### Exercise
All lines holding the word "Successfully" are to be copied from the records beneath.

### Material for this task

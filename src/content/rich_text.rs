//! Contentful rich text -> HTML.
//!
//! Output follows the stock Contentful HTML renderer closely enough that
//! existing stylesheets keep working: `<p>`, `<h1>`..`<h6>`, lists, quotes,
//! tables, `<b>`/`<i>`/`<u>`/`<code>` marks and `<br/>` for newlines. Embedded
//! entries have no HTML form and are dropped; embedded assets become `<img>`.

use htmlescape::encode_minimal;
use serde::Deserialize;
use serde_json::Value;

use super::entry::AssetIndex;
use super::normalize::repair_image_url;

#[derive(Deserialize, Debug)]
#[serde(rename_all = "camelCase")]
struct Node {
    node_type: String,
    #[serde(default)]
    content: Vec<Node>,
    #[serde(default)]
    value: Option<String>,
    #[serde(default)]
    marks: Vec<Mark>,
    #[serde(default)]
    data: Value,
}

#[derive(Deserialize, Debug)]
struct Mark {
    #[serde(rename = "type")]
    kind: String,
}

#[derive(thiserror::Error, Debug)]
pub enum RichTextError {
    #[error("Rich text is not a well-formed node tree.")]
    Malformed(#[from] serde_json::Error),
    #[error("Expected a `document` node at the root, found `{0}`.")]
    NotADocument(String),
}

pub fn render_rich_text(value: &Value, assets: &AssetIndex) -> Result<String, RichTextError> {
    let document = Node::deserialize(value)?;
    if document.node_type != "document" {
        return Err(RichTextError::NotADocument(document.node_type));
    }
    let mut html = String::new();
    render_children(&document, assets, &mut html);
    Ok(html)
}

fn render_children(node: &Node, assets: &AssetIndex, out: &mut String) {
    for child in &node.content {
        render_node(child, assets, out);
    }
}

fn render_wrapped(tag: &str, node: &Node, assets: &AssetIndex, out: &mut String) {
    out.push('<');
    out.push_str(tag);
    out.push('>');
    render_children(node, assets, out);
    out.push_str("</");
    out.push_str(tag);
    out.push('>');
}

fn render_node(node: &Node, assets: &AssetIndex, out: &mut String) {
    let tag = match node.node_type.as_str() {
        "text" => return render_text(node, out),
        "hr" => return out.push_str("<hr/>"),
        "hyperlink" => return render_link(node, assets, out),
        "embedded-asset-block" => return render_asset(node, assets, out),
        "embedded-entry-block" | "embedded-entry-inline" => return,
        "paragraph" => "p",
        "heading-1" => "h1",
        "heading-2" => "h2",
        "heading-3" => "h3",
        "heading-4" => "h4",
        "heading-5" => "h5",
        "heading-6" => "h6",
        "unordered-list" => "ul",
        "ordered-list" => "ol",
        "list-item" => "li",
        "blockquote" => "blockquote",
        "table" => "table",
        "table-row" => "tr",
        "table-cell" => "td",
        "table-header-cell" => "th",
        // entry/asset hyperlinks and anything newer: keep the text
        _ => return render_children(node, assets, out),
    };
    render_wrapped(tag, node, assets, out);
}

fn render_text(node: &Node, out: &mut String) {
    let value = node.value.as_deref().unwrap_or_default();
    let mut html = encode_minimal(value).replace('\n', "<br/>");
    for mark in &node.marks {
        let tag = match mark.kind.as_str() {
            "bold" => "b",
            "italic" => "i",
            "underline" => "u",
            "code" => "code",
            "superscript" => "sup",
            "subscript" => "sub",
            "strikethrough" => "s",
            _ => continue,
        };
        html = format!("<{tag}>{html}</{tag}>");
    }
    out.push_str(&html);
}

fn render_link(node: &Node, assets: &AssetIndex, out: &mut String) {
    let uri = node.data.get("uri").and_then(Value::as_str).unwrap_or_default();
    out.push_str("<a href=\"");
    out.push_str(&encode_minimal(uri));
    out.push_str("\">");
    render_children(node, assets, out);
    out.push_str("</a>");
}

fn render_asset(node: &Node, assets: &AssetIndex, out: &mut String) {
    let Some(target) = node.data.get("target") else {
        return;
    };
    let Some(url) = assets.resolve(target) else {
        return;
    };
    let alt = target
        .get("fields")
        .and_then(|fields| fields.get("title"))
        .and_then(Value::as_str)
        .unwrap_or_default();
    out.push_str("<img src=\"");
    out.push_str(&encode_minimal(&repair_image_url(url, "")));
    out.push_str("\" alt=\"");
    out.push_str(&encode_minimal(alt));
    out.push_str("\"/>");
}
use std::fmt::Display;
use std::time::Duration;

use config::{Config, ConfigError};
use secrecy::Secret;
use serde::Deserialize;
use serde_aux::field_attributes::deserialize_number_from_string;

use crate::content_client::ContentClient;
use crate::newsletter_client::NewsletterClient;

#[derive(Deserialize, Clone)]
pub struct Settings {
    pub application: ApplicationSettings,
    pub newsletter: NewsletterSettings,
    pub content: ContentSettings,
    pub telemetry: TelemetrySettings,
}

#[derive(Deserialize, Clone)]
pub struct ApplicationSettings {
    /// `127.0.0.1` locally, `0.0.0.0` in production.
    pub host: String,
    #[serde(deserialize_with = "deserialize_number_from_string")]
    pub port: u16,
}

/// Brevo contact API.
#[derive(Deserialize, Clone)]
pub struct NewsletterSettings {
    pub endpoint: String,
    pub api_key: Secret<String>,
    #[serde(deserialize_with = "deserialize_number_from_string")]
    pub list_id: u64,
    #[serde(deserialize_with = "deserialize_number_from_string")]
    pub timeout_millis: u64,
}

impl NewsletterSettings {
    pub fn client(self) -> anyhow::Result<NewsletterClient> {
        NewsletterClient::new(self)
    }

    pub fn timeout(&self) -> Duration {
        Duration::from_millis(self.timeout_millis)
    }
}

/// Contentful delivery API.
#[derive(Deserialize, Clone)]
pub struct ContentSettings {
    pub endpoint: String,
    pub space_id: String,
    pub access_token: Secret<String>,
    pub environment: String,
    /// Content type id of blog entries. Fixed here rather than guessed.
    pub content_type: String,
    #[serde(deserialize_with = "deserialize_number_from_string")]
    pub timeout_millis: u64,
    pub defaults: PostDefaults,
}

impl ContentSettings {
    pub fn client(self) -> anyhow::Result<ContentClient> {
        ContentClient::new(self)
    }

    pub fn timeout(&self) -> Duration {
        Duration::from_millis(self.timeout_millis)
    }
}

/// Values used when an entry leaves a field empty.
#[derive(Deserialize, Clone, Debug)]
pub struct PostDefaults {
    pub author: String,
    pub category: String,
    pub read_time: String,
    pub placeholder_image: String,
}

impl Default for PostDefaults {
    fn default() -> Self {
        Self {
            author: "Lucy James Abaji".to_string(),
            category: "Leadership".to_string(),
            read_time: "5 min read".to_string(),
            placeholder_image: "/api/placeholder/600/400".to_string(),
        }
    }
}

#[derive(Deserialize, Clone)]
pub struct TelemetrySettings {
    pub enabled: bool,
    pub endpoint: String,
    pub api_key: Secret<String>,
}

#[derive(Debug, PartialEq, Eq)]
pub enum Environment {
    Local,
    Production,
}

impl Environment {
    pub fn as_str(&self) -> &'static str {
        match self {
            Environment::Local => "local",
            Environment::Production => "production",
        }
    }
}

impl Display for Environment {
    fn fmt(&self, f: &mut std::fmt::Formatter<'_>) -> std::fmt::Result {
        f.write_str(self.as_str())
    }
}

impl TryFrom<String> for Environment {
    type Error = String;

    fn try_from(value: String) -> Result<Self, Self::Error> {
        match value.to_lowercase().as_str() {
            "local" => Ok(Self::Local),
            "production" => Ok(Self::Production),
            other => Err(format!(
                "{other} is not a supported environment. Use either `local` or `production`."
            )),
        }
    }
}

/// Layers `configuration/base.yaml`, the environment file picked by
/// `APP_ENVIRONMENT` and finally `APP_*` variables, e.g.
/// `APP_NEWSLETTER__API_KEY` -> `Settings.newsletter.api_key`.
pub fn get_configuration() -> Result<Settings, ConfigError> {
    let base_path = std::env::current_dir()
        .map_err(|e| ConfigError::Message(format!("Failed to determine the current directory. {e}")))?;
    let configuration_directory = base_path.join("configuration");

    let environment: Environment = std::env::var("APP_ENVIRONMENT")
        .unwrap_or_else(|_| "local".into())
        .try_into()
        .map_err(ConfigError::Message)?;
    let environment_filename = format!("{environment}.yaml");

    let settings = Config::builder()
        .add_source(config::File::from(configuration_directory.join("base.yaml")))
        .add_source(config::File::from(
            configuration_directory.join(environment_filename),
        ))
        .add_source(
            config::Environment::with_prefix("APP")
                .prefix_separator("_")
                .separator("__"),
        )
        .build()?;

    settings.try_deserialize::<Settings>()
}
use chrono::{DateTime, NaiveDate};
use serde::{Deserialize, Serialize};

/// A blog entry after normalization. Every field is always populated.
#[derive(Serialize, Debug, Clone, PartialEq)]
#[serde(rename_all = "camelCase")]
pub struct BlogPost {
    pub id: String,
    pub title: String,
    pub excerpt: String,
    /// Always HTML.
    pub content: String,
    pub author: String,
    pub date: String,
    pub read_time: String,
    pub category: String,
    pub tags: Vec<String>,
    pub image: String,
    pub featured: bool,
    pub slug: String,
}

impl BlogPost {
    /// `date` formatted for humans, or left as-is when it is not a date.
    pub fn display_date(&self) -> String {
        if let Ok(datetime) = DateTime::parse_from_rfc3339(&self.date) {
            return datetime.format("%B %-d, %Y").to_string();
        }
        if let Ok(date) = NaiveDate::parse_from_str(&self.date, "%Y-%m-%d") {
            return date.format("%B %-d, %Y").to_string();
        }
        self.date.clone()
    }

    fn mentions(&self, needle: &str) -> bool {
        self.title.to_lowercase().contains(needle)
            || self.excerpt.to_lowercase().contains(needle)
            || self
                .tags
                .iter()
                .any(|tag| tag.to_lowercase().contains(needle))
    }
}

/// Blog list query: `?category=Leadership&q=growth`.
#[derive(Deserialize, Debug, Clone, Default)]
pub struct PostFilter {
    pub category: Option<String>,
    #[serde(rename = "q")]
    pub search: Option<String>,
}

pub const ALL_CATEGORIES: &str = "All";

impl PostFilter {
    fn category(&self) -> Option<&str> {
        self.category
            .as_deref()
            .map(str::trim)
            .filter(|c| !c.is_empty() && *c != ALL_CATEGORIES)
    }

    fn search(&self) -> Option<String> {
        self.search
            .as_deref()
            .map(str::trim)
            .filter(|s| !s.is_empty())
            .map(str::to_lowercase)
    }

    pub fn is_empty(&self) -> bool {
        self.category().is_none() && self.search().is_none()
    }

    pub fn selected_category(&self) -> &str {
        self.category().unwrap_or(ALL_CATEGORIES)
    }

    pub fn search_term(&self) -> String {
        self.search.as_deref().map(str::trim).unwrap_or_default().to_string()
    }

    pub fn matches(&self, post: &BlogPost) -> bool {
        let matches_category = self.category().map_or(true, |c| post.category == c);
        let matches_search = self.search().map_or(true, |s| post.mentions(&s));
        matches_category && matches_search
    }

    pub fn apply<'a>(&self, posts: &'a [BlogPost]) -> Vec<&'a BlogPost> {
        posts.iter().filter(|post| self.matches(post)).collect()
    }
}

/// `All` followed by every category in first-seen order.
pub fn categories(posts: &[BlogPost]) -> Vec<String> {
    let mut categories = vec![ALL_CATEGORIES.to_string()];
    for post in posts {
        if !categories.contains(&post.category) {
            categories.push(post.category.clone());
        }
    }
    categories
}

...

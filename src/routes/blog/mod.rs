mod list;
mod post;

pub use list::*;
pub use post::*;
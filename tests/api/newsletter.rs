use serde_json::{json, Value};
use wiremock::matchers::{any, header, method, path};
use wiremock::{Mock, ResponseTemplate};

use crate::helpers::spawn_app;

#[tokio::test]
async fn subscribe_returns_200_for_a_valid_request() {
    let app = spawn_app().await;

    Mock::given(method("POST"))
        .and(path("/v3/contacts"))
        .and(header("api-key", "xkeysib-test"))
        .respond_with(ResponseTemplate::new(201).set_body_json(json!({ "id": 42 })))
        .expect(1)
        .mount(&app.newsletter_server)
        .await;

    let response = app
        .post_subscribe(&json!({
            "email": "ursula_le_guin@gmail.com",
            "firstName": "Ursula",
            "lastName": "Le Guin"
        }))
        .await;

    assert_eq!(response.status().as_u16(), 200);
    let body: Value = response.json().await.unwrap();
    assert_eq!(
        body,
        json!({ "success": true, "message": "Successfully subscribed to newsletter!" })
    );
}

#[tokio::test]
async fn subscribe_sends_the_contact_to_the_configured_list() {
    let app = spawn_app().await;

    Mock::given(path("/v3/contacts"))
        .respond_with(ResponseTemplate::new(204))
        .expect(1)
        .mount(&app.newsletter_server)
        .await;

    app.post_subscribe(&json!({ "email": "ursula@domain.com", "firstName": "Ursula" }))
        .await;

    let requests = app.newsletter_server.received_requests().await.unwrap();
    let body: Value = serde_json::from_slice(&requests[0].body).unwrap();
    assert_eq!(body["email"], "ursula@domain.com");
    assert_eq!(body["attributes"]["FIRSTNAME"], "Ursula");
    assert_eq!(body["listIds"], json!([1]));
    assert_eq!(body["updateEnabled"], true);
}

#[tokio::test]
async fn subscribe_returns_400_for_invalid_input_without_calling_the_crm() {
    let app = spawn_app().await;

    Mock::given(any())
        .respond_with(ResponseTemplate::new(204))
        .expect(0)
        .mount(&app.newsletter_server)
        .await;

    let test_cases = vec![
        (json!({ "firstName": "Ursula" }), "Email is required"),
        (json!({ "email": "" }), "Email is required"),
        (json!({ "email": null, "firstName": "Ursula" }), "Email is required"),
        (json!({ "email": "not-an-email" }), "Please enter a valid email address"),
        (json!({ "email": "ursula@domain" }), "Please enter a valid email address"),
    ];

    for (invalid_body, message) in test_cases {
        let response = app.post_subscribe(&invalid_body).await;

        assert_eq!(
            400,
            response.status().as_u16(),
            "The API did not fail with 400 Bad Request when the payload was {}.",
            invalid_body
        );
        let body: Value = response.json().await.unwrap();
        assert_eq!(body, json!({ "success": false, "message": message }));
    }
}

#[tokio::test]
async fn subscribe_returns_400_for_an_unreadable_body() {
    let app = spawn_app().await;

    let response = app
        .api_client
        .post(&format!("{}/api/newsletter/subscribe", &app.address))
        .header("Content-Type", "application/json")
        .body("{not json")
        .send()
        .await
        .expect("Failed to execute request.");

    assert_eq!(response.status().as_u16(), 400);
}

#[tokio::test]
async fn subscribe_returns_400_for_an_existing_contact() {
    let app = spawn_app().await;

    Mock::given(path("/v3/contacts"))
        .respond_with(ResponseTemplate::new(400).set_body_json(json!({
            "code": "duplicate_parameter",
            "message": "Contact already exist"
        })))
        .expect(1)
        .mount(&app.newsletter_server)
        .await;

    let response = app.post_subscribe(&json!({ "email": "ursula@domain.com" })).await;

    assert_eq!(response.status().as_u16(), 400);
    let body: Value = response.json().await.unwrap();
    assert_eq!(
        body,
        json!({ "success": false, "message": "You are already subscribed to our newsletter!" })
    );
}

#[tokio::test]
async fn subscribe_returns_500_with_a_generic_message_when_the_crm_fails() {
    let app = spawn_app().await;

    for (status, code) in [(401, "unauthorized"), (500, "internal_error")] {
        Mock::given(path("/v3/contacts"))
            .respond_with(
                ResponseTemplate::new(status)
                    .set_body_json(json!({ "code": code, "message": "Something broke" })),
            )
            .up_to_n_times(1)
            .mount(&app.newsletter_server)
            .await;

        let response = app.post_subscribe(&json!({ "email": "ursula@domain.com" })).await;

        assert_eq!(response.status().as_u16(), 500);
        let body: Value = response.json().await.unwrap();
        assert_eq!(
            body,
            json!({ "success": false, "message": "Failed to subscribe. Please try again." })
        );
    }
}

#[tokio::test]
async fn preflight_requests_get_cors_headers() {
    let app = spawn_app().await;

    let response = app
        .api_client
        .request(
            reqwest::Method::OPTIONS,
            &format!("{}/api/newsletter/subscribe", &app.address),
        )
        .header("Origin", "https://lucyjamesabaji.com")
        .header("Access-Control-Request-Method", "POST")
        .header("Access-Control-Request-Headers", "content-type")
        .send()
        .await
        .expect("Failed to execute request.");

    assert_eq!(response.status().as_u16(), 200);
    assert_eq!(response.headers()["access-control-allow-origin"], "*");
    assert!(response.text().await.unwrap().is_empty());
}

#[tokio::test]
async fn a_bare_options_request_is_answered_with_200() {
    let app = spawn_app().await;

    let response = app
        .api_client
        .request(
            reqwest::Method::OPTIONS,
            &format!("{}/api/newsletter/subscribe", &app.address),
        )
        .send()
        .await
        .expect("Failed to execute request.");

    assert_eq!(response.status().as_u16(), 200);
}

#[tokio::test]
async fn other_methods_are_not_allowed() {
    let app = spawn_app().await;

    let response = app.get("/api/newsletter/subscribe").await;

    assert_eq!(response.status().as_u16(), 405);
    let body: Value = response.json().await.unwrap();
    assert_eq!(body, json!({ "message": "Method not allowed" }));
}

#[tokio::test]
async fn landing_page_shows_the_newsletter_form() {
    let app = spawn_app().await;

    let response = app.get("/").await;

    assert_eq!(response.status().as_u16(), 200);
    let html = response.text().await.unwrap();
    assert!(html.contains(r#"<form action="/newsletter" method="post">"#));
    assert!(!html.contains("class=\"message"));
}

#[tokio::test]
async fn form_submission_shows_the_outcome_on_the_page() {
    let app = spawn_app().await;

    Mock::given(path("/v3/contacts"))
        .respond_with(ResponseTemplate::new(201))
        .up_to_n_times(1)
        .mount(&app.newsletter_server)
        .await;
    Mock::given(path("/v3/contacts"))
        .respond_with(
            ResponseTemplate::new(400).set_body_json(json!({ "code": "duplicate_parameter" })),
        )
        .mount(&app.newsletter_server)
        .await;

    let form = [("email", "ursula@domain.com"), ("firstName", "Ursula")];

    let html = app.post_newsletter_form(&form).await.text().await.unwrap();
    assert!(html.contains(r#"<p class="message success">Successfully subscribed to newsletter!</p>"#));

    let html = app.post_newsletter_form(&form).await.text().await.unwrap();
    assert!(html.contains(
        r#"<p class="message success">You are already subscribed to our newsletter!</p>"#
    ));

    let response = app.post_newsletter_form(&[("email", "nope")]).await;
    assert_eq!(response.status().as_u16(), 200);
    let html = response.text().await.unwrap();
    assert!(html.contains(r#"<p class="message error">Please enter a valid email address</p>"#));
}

### Result for this task
        json!({ "success": true, "message": "Successfully subscribed to newsletter!" })
    assert!(html.contains(r#"<p class="message success">Successfully subscribed to newsletter!</p>"#));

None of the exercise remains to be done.